Source data: Begin

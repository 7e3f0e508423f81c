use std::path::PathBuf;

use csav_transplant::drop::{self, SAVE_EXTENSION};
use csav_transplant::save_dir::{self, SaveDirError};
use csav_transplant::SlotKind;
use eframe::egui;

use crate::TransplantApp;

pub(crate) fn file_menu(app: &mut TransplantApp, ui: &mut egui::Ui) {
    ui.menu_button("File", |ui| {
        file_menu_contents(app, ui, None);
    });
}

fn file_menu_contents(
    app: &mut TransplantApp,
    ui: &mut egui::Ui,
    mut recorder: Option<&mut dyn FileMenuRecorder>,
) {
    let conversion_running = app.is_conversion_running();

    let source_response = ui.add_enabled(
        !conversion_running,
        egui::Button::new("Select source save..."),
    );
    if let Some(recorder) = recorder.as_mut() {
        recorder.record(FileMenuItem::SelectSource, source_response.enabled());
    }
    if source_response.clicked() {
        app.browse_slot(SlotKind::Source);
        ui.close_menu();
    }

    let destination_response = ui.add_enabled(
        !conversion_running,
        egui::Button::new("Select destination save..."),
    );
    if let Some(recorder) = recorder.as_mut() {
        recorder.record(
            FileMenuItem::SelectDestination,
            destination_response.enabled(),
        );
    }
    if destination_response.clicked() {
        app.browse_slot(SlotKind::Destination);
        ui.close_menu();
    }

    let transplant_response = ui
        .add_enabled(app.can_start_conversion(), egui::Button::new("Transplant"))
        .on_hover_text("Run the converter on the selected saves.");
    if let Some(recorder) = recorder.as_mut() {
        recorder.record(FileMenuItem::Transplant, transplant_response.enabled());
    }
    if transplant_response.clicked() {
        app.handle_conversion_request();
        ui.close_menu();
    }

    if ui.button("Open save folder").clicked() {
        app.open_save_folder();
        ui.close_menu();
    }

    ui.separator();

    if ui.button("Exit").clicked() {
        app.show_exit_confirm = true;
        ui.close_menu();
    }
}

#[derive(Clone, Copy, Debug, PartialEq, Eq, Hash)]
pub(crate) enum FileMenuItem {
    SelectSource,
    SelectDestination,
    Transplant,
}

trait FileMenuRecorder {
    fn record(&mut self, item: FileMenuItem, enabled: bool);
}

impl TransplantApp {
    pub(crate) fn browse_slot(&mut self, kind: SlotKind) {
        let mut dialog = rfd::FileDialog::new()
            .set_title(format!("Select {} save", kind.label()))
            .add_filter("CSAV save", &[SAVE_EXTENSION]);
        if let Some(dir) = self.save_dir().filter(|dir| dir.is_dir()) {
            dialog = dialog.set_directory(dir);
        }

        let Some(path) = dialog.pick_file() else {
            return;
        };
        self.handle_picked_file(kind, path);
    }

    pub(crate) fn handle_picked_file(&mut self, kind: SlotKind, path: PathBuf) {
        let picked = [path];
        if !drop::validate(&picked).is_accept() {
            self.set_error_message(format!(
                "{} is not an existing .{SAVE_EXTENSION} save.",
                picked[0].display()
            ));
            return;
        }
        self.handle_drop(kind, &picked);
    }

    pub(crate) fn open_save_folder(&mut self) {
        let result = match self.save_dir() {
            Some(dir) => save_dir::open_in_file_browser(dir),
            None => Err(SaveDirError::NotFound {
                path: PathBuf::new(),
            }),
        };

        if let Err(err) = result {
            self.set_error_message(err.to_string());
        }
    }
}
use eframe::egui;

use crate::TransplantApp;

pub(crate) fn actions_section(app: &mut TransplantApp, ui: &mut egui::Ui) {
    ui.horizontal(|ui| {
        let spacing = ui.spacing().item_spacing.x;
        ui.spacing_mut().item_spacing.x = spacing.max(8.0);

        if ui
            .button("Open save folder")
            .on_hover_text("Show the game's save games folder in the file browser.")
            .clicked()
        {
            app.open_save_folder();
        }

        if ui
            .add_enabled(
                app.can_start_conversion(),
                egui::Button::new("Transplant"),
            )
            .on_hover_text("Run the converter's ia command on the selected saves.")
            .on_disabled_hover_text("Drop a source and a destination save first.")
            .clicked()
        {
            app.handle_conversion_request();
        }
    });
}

Source data: End

Your task —
No line may be altered or left out when the data is written out.

Solution to this exercise —
repository 7e3f0e508423f81c
use std::path::PathBuf;

use csav_transplant::drop::{self, SAVE_EXTENSION};
use csav_transplant::save_dir::{self, SaveDirError};
use csav_transplant::SlotKind;
use eframe::egui;

use crate::TransplantApp;

pub(crate) fn file_menu(app: &mut TransplantApp, ui: &mut egui::Ui) {
    ui.menu_button("File", |ui| {
        file_menu_contents(app, ui, None);
    });
}

fn file_menu_contents(
    app: &mut TransplantApp,
    ui: &mut egui::Ui,
    mut recorder: Option<&mut dyn FileMenuRecorder>,
) {
    let conversion_running = app.is_conversion_running();

    let source_response = ui.add_enabled(
        !conversion_running,
        egui::Button::new("Select source save..."),
    );
    if let Some(recorder) = recorder.as_mut() {
        recorder.record(FileMenuItem::SelectSource, source_response.enabled());
    }
    if source_response.clicked() {
        app.browse_slot(SlotKind::Source);
        ui.close_menu();
    }

    let destination_response = ui.add_enabled(
        !conversion_running,
        egui::Button::new("Select destination save..."),
    );
    if let Some(recorder) = recorder.as_mut() {
        recorder.record(
            FileMenuItem::SelectDestination,
            destination_response.enabled(),
        );
    }
    if destination_response.clicked() {
        app.browse_slot(SlotKind::Destination);
        ui.close_menu();
    }

    let transplant_response = ui
        .add_enabled(app.can_start_conversion(), egui::Button::new("Transplant"))
        .on_hover_text("Run the converter on the selected saves.");
    if let Some(recorder) = recorder.as_mut() {
        recorder.record(FileMenuItem::Transplant, transplant_response.enabled());
    }
    if transplant_response.clicked() {
        app.handle_conversion_request();
        ui.close_menu();
    }

    if ui.button("Open save folder").clicked() {
        app.open_save_folder();
        ui.close_menu();
    }

    ui.separator();

    if ui.button("Exit").clicked() {
        app.show_exit_confirm = true;
        ui.close_menu();
    }
}

#[derive(Clone, Copy, Debug, PartialEq, Eq, Hash)]
pub(crate) enum FileMenuItem {
    SelectSource,
    SelectDestination,
    Transplant,
}

trait FileMenuRecorder {
    fn record(&mut self, item: FileMenuItem, enabled: bool);
}

impl TransplantApp {
    pub(crate) fn browse_slot(&mut self, kind: SlotKind) {
        let mut dialog = rfd::FileDialog::new()
            .set_title(format!("Select {} save", kind.label()))
            .add_filter("CSAV save", &[SAVE_EXTENSION]);
        if let Some(dir) = self.save_dir().filter(|dir| dir.is_dir()) {
            dialog = dialog.set_directory(dir);
        }

        let Some(path) = dialog.pick_file() else {
            return;
        };
        self.handle_picked_file(kind, path);
    }

    pub(crate) fn handle_picked_file(&mut self, kind: SlotKind, path: PathBuf) {
        let picked = [path];
        if !drop::validate(&picked).is_accept() {
            self.set_error_message(format!(
                "{} is not an existing .{SAVE_EXTENSION} save.",
                picked[0].display()
            ));
            return;
        }
        self.handle_drop(kind, &picked);
    }

    pub(crate) fn open_save_folder(&mut self) {
        let result = match self.save_dir() {
            Some(dir) => save_dir::open_in_file_browser(dir),
            None => Err(SaveDirError::NotFound {
                path: PathBuf::new(),
            }),
        };

        if let Err(err) = result {
            self.set_error_message(err.to_string());
        }
    }
}
use eframe::egui;

use crate::TransplantApp;

pub(crate) fn actions_section(app: &mut TransplantApp, ui: &mut egui::Ui) {
    ui.horizontal(|ui| {
        let spacing = ui.spacing().item_spacing.x;
        ui.spacing_mut().item_spacing.x = spacing.max(8.0);

        if ui
            .button("Open save folder")
            .on_hover_text("Show the game's save games folder in the file browser.")
            .clicked()
        {
            app.open_save_folder();
        }

        if ui
            .add_enabled(
                app.can_start_conversion(),
                egui::Button::new("Transplant"),
            )
            .on_hover_text("Run the converter's ia command on the selected saves.")
            .on_disabled_hover_text("Drop a source and a destination save first.")
            .clicked()
        {
            app.handle_conversion_request();
        }
    });
}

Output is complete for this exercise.